Transferrin conjugates of triazacyclononane-based bifunctional NE3TA chelates for PET imaging: Synthesis, Cu-64 radiolabeling, and in vitro and in vivo evaluation.

Abstract Three different polyaminocarboxylate-based bifunctional NE3TA (7-[2-[carboxymethyl)amino]ethyl]-1,4,7-triazacyclononane-1,4-diacetic acid) chelating agents were synthesized for potential use in copper 64-PET imaging applications. The bifunctional chelates were comparatively evaluated using transferrin (Tf) as a model targeting vector that binds to the transferrin receptor overexpressed in many different cancer cells. The transferrin conjugates of the NE3TA-based bifunctional chelates were evaluated for radiolabeling with 64 Cu. In vitro stability and cellular uptake of 64 Cu-radiolabeled conjugates were evaluated in human serum and prostate (PC-3) cancer cells, respectively. Among the three NE3TA–Tf conjugates tested, N -NE3TA–Tf was identified as the best conjugate for radiolabeling with 64 Cu.
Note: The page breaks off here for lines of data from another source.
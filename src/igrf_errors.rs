use thiserror::Error;

#[derive(Error, Debug)]
pub enum IgrfError {
    #[error("Error during the nom parsing of SHC line: {0}")]
    NomParsingError(String),

    #[error("Invalid SHC header: {0}")]
    InvalidHeader(String),

    #[error("SHC line {line}: expected {expected} columns, found {found}")]
    ColumnCountMismatch {
        line: usize,
        expected: usize,
        found: usize,
    },

    #[error("SHC table holds {found} coefficient rows, expected {expected}")]
    RowCountMismatch { expected: usize, found: usize },

    #[error("SHC epoch line holds {found} epochs, header announces {expected}")]
    EpochCountMismatch { expected: usize, found: usize },

    #[error("SHC line {line}: expected degree/order ({expected_n}, {expected_m}), found ({found_n}, {found_m})")]
    UnexpectedDegreeOrder {
        line: usize,
        expected_n: usize,
        expected_m: usize,
        found_n: i32,
        found_m: i32,
    },

    #[error("SHC epochs are not strictly increasing")]
    NonMonotonicEpochs,

    #[error("Unable to perform file operation: {0}")]
    IoError(#[from] std::io::Error),

    #[error("Invalid SHC model: {0}")]
    InvalidShcModel(String),

    #[error("Invalid calendar date: {0}")]
    InvalidDate(String),

    #[error("Year {year} precedes the first model epoch {first_epoch}")]
    DateBeforeFirstEpoch { year: f64, first_epoch: f64 },

    #[error("Invalid spherical harmonic degree: {0}")]
    InvalidDegree(String),

    #[error("Colatitude outside bounds [0, 180]: {0}")]
    ColatitudeOutOfBounds(f64),

    #[error("Latitude outside bounds [-90, 90]: {0}")]
    InvalidLatitude(f64),

    #[error("Non-finite {name}: {value}")]
    NonFiniteCoordinate { name: &'static str, value: f64 },

    #[error("Invalid synthesis parameter: {0}")]
    InvalidSynthesisParameter(String),
}

impl PartialEq for IgrfError {
    fn eq(&self, other: &Self) -> bool {
        use IgrfError::*;
        match (self, other) {
            (NomParsingError(a), NomParsingError(b)) => a == b,
            (InvalidHeader(a), InvalidHeader(b)) => a == b,
            (
                ColumnCountMismatch {
                    line: l1,
                    expected: e1,
                    found: f1,
                },
                ColumnCountMismatch {
                    line: l2,
                    expected: e2,
                    found: f2,
                },
            ) => l1 == l2 && e1 == e2 && f1 == f2,
            (
                RowCountMismatch {
                    expected: e1,
                    found: f1,
                },
                RowCountMismatch {
                    expected: e2,
                    found: f2,
                },
            ) => e1 == e2 && f1 == f2,
            (
                EpochCountMismatch {
                    expected: e1,
                    found: f1,
                },
                EpochCountMismatch {
                    expected: e2,
                    found: f2,
                },
            ) => e1 == e2 && f1 == f2,
            (
                UnexpectedDegreeOrder {
                    line: l1,
                    expected_n: en1,
                    expected_m: em1,
                    found_n: fn1,
                    found_m: fm1,
                },
                UnexpectedDegreeOrder {
                    line: l2,
                    expected_n: en2,
                    expected_m: em2,
                    found_n: fn2,
                    found_m: fm2,
                },
            ) => l1 == l2 && en1 == en2 && em1 == em2 && fn1 == fn2 && fm1 == fm2,

            // io::Error is not comparable: same variant is enough
            (IoError(_), IoError(_)) => true,

            (InvalidShcModel(a), InvalidShcModel(b)) => a == b,
            (InvalidDate(a), InvalidDate(b)) => a == b,
            (
                DateBeforeFirstEpoch {
                    year: y1,
                    first_epoch: f1,
                },
                DateBeforeFirstEpoch {
                    year: y2,
                    first_epoch: f2,
                },
            ) => y1 == y2 && f1 == f2,
            (InvalidDegree(a), InvalidDegree(b)) => a == b,
            (ColatitudeOutOfBounds(a), ColatitudeOutOfBounds(b)) => a == b,
            (InvalidLatitude(a), InvalidLatitude(b)) => a == b,
            (
                NonFiniteCoordinate {
                    name: n1,
                    value: v1,
                },
                NonFiniteCoordinate {
                    name: n2,
                    value: v2,
                },
            ) => n1 == n2 && (v1 == v2 || (v1.is_nan() && v2.is_nan())),
            (InvalidSynthesisParameter(a), InvalidSynthesisParameter(b)) => a == b,

            (NonMonotonicEpochs, NonMonotonicEpochs) => true,

            _ => false,
        }
    }
}
//! Derived magnetic elements.
//!
//! From the geodetic North (X), East (Y) and Down (Z) components:
//!
//! ```text
//! H = √(X² + Y²)      F = √(H² + Z²)
//! D = atan2(Y, X)     I = atan2(Z, H)
//! ```
//!
//! and their time derivatives given the rate vector `(Ẋ, Ẏ, Ż)`. Angles are
//! returned in degrees, angle rates in arc-minutes per year.
use nalgebra::Vector3;
use serde::{Deserialize, Serialize};

use crate::constants::{ArcMinute, Degree, NanoTesla, ARCMIN_PER_DEGREE};

/// Declination, inclination, horizontal and total intensity.
#[derive(Debug, Clone, Copy, PartialEq, Serialize, Deserialize)]
pub struct FieldElements {
    pub declination: Degree,
    pub inclination: Degree,
    pub horizontal_intensity: NanoTesla,
    pub total_intensity: NanoTesla,
}

/// Yearly rates of [`FieldElements`].
#[derive(Debug, Clone, Copy, PartialEq, Serialize, Deserialize)]
pub struct FieldElementsRate {
    /// arc-minutes / year
    pub declination: ArcMinute,
    /// arc-minutes / year
    pub inclination: ArcMinute,
    /// nT / year
    pub horizontal_intensity: NanoTesla,
    /// nT / year
    pub total_intensity: NanoTesla,
}

/// Sign convention of the declination and inclination rates.
///
/// `Implemented` is the analytic derivative of `atan2`, it reproduces the BGS
/// IGRF calculator. `Alternate` negates both angle rates and is kept for
/// comparisons against sources using the opposite convention. Intensity rates
/// are the same under both conventions.
#[derive(Debug, Clone, Copy, PartialEq, Eq, Default, Serialize, Deserialize)]
pub enum SvSignConvention {
    #[default]
    Implemented,
    Alternate,
}

/// Compute D, I, H, F from a North/East/Down field vector in nT.
pub fn xyz_to_dhif(xyz: &Vector3<f64>) -> FieldElements {
    let (x, y, z) = (xyz.x, xyz.y, xyz.z);
    let horizontal_intensity = x.hypot(y);

    FieldElements {
        declination: y.atan2(x).to_degrees(),
        inclination: z.atan2(horizontal_intensity).to_degrees(),
        horizontal_intensity,
        total_intensity: horizontal_intensity.hypot(z),
    }
}

/// Rates of D, I, H, F given the field vector and its yearly rate, using
/// [`SvSignConvention::Implemented`].
///
/// Arguments
/// -----------------
/// * `xyz`: North/East/Down field, nT.
/// * `xyz_rate`: North/East/Down rate at the same epoch, nT/year.
///
/// Return
/// ----------
/// * Declination and inclination rates in arc-minutes/year, intensity rates
///   in nT/year. A purely vertical field (`H = 0`) has no defined declination
///   and yields non-finite angle rates.
pub fn xyz_to_dhif_sv(xyz: &Vector3<f64>, xyz_rate: &Vector3<f64>) -> FieldElementsRate {
    xyz_to_dhif_sv_with_convention(xyz, xyz_rate, SvSignConvention::Implemented)
}

/// Same as [`xyz_to_dhif_sv`] with an explicit sign convention.
pub fn xyz_to_dhif_sv_with_convention(
    xyz: &Vector3<f64>,
    xyz_rate: &Vector3<f64>,
    convention: SvSignConvention,
) -> FieldElementsRate {
    let (x, y, z) = (xyz.x, xyz.y, xyz.z);
    let (xd, yd, zd) = (xyz_rate.x, xyz_rate.y, xyz_rate.z);

    let h2 = x * x + y * y;
    let h = h2.sqrt();
    let f2 = h2 + z * z;
    let f = f2.sqrt();

    let hdot = (x * xd + y * yd) / h;
    let fdot = (x * xd + y * yd + z * zd) / f;
    let ddot = ((yd * x - xd * y) / h2).to_degrees() * ARCMIN_PER_DEGREE;
    let idot = ((h * zd - hdot * z) / f2).to_degrees() * ARCMIN_PER_DEGREE;

    let sign = match convention {
        SvSignConvention::Implemented => 1.0,
        SvSignConvention::Alternate => -1.0,
    };

    FieldElementsRate {
        declination: sign * ddot,
        inclination: sign * idot,
        horizontal_intensity: hdot,
        total_intensity: fdot,
    }
}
N -NE3TA–Tf rapidly bound to 64 Cu (> 98% radiolabeling efficiency, 1 min, RT), and 64 Cu– N -NE3TA–Tf remained stable in human serum for 2 days and demonstrated high uptake in PC-3 cancer cells. 64 Cu– N -NE3TA–Tf was shown to have rapid blood clearance and increasing tumor uptake in PC-3 tumor bearing mice over a 24 h period. This bifunctional chelate presents highly efficient chelation chemistry with 64 Cu under mild condition that can be applied for radiolabeling of various tumor-specific biomolecules with 64 Cu for potential use in PET imaging applications.